Testing is the most important way of assuring (or controlling) the quality of software. Good practices throughout the development process contribute to the quality of the final product, but only testing can demonstrate that quality has been achieved and identify the problems and the risks that remain.

This is not really the best state of affairs, as testing is by far the costliest method of finding bugs. The cost of a bug found using inspections, walkthroughs, reviews, modelling and proofs is much less than a bug found in testing. These techniques can be performed early, at intermediate stages of development, meaning that fixing a bug entails less rework, less re-checking, and less likelihood of introducing a new fault.

Testing, on the other hand, entails manufacturing test data and transactions, and running the software on something approaching the live hardware and network infrastructure. It also requires a (nearly) working piece of software, which is usually only available towards the end of a development stage (or development iteration in iterative processes).
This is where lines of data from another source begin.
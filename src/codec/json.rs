// src/codec/json.rs

//! JSON wire codec.
//!
//! Each frame is one JSON object:
//!
//! ```text
//! {
//!   "message.type": "request",
//!   "correlation.key": "5f0c...",
//!   "payload": "cGluZw==",         // request / response / event
//!   "status.code": 2,              // error only
//!   "status.message": "..."        // error only
//! }
//! ```
//!
//! Payloads are opaque bytes, carried as standard base64 so any byte sequence
//! survives the round trip unchanged. An empty payload is omitted.

use std::borrow::Cow;

use base64::engine::general_purpose::STANDARD;
use base64::Engine;
use bytes::Bytes;
use serde::{Deserialize, Serialize};

use crate::{
    // ---
    Codec,
    Envelope,
    Fault,
    Message,
    MessageType,
    Result,
    RpcError,
};

#[derive(Serialize, Deserialize)]
struct WireMessage<'a> {
    #[serde(rename = "message.type")]
    message_type: MessageType,

    #[serde(rename = "correlation.key", borrow)]
    correlation_key: Cow<'a, str>,

    #[serde(default, skip_serializing_if = "Option::is_none")]
    payload: Option<String>,

    #[serde(rename = "status.code", default, skip_serializing_if = "Option::is_none")]
    status_code: Option<i32>,

    #[serde(
        rename = "status.message",
        default,
        skip_serializing_if = "Option::is_none"
    )]
    status_message: Option<String>,
}

/// Codec producing one JSON object per frame.
#[derive(Debug, Clone, Copy, Default)]
pub struct JsonCodec;

impl JsonCodec {
    fn encode_payload(payload: &Bytes) -> Option<String> {
        if payload.is_empty() {
            return None;
        }
        Some(STANDARD.encode(payload))
    }

    fn decode_payload(payload: Option<String>) -> Result<Bytes> {
        match payload {
            Some(text) => STANDARD
                .decode(text.as_bytes())
                .map(Bytes::from)
                .map_err(|e| RpcError::Decode(format!("payload is not base64: {e}"))),
            None => Ok(Bytes::new()),
        }
    }
}

impl Codec for JsonCodec {
    fn encode(&self, envelope: &Envelope) -> Result<Bytes> {
        // ---
        let mut wire = WireMessage {
            message_type: envelope.message_type(),
            correlation_key: Cow::Borrowed(envelope.correlation_key().as_str()),
            payload: None,
            status_code: None,
            status_message: None,
        };

        match envelope.message() {
            Message::Request { payload }
            | Message::Response { payload }
            | Message::Event { payload } => {
                wire.payload = Self::encode_payload(payload);
            }
            Message::Error(fault) => {
                wire.status_code = Some(fault.code);
                wire.status_message = Some(fault.message.to_string());
            }
            Message::KeepAliveRequest | Message::KeepAliveResponse => {}
        }

        Ok(Bytes::from(serde_json::to_vec(&wire)?))
    }

    fn decode(&self, frame: &[u8]) -> Result<Envelope> {
        // ---
        let wire: WireMessage<'_> =
            serde_json::from_slice(frame).map_err(|e| RpcError::Decode(e.to_string()))?;

        let message = match wire.message_type {
            MessageType::Request => Message::Request {
                payload: Self::decode_payload(wire.payload)?,
            },
            MessageType::Response => Message::Response {
                payload: Self::decode_payload(wire.payload)?,
            },
            MessageType::Event => Message::Event {
                payload: Self::decode_payload(wire.payload)?,
            },
            MessageType::Error => {
                let code = wire
                    .status_code
                    .ok_or_else(|| RpcError::Decode("error message without status.code".into()))?;
                Message::Error(Fault::new(code, wire.status_message.unwrap_or_default()))
            }
            MessageType::KeepAliveRequest => Message::KeepAliveRequest,
            MessageType::KeepAliveResponse => Message::KeepAliveResponse,
        };

        Envelope::new(&wire.correlation_key, message)
            .map_err(|e| RpcError::Decode(format!("invalid envelope: {e}")))
    }

    fn content_type(&self) -> &'static str {
        "application/json"
    }
}
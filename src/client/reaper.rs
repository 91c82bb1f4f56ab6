//! Periodic timeout sweeper for the correlation table.
//!
//! Callers waiting in [`RpcClient::send`](crate::RpcClient::send) already stop
//! at their own deadline. The reaper covers everything else: handles obtained
//! directly from [`CorrelationTable::register`], waiters that are not being
//! polled, and entries whose owner is slow to notice its deadline.

use std::sync::Mutex;
use std::time::Duration;

use tokio::sync::oneshot;
use tokio::task::JoinHandle;
use tokio::time::{self, Instant, MissedTickBehavior};

use crate::{
    // ---
    lock_ignore_poison,
    log_debug,
    CorrelationTable,
};

/// Handle to a running reaper task.
///
/// Dropping the handle does not stop the task. It keeps sweeping until
/// [`shutdown`](Reaper::shutdown) is called or the table itself is dropped.
pub struct Reaper {
    shutdown_tx: Mutex<Option<oneshot::Sender<()>>>,
    task: JoinHandle<()>,
}

impl Reaper {
    /// Spawn a reaper that sweeps `table` every `interval`.
    ///
    /// Must be called from within a tokio runtime.
    ///
    /// # Panics
    ///
    /// Panics if `interval` is zero. [`RpcSessionBuilder`](crate::RpcSessionBuilder)
    /// validates this before spawning.
    pub fn spawn(table: &CorrelationTable, interval: Duration) -> Self {
        // ---
        let weak = table.downgrade();
        let (shutdown_tx, mut shutdown_rx) = oneshot::channel::<()>();

        let task = tokio::spawn(async move {
            // ---
            let mut ticker = time::interval_at(Instant::now() + interval, interval);
            ticker.set_missed_tick_behavior(MissedTickBehavior::Delay);

            // Set once the handle is dropped without a shutdown. From then on
            // only the table going away ends the loop.
            let mut detached = false;

            loop {
                tokio::select! {
                    res = &mut shutdown_rx, if !detached => match res {
                        Ok(()) => break,
                        Err(_) => detached = true,
                    },
                    now = ticker.tick() => {
                        let Some(table) = weak.upgrade() else {
                            break;
                        };
                        let expired = table.sweep_expired(now);
                        if !expired.is_empty() {
                            log_debug!("reaper timed out {} pending request(s)", expired.len());
                        }
                    }
                }
            }

            log_debug!("reaper stopped");
        });

        Self {
            shutdown_tx: Mutex::new(Some(shutdown_tx)),
            task,
        }
    }

    /// Stop the reaper. Idempotent.
    pub fn shutdown(&self) {
        // ---
        let tx = lock_ignore_poison(&self.shutdown_tx).take();
        if let Some(tx) = tx {
            let _ = tx.send(());
        }
    }

    /// True once the background task has exited.
    pub fn is_finished(&self) -> bool {
        self.task.is_finished()
    }
}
All this is expensive and time-consuming.

To fix a bug found during a test implies rework, which might go far back into the development cycle - possibly all the way back to the initial requirements. All that rework needs to be re-tested. The cost of fixing bugs increases exponentially at each stage of development. Rework and re-testing are time-consuming and expensive, and fixes are error-prone - studies have shown that each fix has a 50% chance of creating a new defect.

Despite the drawbacks and the available alternatives, software development still relies heavily on testing. Testing was probably the first activity used by programmers to flush out bugs in software before it is made live. It is the most intuitive step to take - write a program, then run it. The persuasive appeal of testing is that it has, at least within the abstract realm of software, relatively tangible results. At the end of a test, you have evidence of the software’s behaviour.